_RECORD EXCERPTS_
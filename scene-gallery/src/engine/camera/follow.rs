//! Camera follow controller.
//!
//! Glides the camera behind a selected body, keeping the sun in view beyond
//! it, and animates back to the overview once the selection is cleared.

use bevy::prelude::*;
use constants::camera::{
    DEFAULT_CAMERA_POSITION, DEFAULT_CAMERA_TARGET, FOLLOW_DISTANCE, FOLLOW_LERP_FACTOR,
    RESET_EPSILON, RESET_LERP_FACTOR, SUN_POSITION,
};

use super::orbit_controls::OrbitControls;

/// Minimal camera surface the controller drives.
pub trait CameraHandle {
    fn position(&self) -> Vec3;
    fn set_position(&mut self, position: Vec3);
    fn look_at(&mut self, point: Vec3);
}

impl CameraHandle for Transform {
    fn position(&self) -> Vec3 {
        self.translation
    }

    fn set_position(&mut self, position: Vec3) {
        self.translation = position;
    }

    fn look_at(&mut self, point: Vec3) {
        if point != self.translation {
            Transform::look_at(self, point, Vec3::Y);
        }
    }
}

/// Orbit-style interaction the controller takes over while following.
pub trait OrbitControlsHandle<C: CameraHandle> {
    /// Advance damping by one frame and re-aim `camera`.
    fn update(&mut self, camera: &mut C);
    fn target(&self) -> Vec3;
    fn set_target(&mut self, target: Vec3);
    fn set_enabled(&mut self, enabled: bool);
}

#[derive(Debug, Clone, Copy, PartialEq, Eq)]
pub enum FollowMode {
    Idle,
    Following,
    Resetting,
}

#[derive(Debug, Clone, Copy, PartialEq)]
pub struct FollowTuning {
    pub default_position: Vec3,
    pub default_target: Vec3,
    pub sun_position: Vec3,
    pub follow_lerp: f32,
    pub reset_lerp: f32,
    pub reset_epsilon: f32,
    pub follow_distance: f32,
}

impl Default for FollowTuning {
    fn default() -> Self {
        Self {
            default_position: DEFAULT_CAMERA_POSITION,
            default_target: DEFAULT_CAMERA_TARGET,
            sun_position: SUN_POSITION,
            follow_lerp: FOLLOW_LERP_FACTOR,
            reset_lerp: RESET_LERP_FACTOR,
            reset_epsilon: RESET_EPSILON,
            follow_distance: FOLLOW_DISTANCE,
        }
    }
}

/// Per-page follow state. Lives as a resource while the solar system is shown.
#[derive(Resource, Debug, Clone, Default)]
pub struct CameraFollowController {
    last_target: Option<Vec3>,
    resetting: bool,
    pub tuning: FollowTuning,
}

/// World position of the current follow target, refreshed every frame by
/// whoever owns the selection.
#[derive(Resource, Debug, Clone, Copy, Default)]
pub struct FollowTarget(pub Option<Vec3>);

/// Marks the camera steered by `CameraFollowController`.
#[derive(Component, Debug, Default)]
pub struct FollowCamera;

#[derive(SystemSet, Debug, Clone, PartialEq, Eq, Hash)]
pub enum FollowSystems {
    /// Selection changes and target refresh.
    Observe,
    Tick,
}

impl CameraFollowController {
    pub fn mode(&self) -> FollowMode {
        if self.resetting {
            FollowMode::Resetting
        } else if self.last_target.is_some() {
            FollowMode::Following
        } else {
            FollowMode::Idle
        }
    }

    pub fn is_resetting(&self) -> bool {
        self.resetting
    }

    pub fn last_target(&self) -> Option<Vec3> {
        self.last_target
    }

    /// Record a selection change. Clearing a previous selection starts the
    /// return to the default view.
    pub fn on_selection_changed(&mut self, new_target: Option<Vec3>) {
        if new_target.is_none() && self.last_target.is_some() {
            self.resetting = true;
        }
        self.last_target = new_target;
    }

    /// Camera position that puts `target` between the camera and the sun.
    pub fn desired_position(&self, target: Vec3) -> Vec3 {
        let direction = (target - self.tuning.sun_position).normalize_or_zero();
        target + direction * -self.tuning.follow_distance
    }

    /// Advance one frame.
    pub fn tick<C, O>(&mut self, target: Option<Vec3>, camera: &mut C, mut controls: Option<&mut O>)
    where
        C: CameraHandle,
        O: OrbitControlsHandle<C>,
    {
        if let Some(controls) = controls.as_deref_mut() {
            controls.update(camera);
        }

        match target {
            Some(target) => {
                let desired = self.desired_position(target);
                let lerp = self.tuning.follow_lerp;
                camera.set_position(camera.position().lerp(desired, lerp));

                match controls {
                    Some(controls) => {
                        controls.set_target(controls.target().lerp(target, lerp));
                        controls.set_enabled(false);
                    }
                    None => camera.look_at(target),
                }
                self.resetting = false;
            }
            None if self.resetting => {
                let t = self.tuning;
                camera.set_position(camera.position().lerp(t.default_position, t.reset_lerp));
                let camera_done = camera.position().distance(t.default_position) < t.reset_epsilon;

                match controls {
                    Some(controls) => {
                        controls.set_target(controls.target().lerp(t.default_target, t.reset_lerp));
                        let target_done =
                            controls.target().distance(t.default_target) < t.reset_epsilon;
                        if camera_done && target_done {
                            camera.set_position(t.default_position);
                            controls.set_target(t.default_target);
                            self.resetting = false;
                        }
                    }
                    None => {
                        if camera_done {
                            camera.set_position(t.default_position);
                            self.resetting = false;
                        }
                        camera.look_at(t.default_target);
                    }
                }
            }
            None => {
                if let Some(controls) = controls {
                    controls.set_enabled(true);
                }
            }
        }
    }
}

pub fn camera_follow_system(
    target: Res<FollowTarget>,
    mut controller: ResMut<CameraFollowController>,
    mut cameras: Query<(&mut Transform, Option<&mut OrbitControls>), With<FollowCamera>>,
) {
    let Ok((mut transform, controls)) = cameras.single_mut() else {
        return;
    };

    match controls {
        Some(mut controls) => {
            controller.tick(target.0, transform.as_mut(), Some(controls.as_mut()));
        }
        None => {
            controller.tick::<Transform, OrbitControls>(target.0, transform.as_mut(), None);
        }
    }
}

_WHAT YOU ARE ASKED TO DO_
Return only the lines spanning from the first line of the material through the line with "use super::orbit_controls::OrbitControls;", copied exactly, both ends kept.

_EXPECTED OUTPUT_
filename scene-gallery/src/engine/camera/follow.rs
//! Camera follow controller.
//!
//! Glides the camera behind a selected body, keeping the sun in view beyond
//! it, and animates back to the overview once the selection is cleared.

use bevy::prelude::*;
use constants::camera::{
    DEFAULT_CAMERA_POSITION, DEFAULT_CAMERA_TARGET, FOLLOW_DISTANCE, FOLLOW_LERP_FACTOR,
    RESET_EPSILON, RESET_LERP_FACTOR, SUN_POSITION,
};

use super::orbit_controls::OrbitControls;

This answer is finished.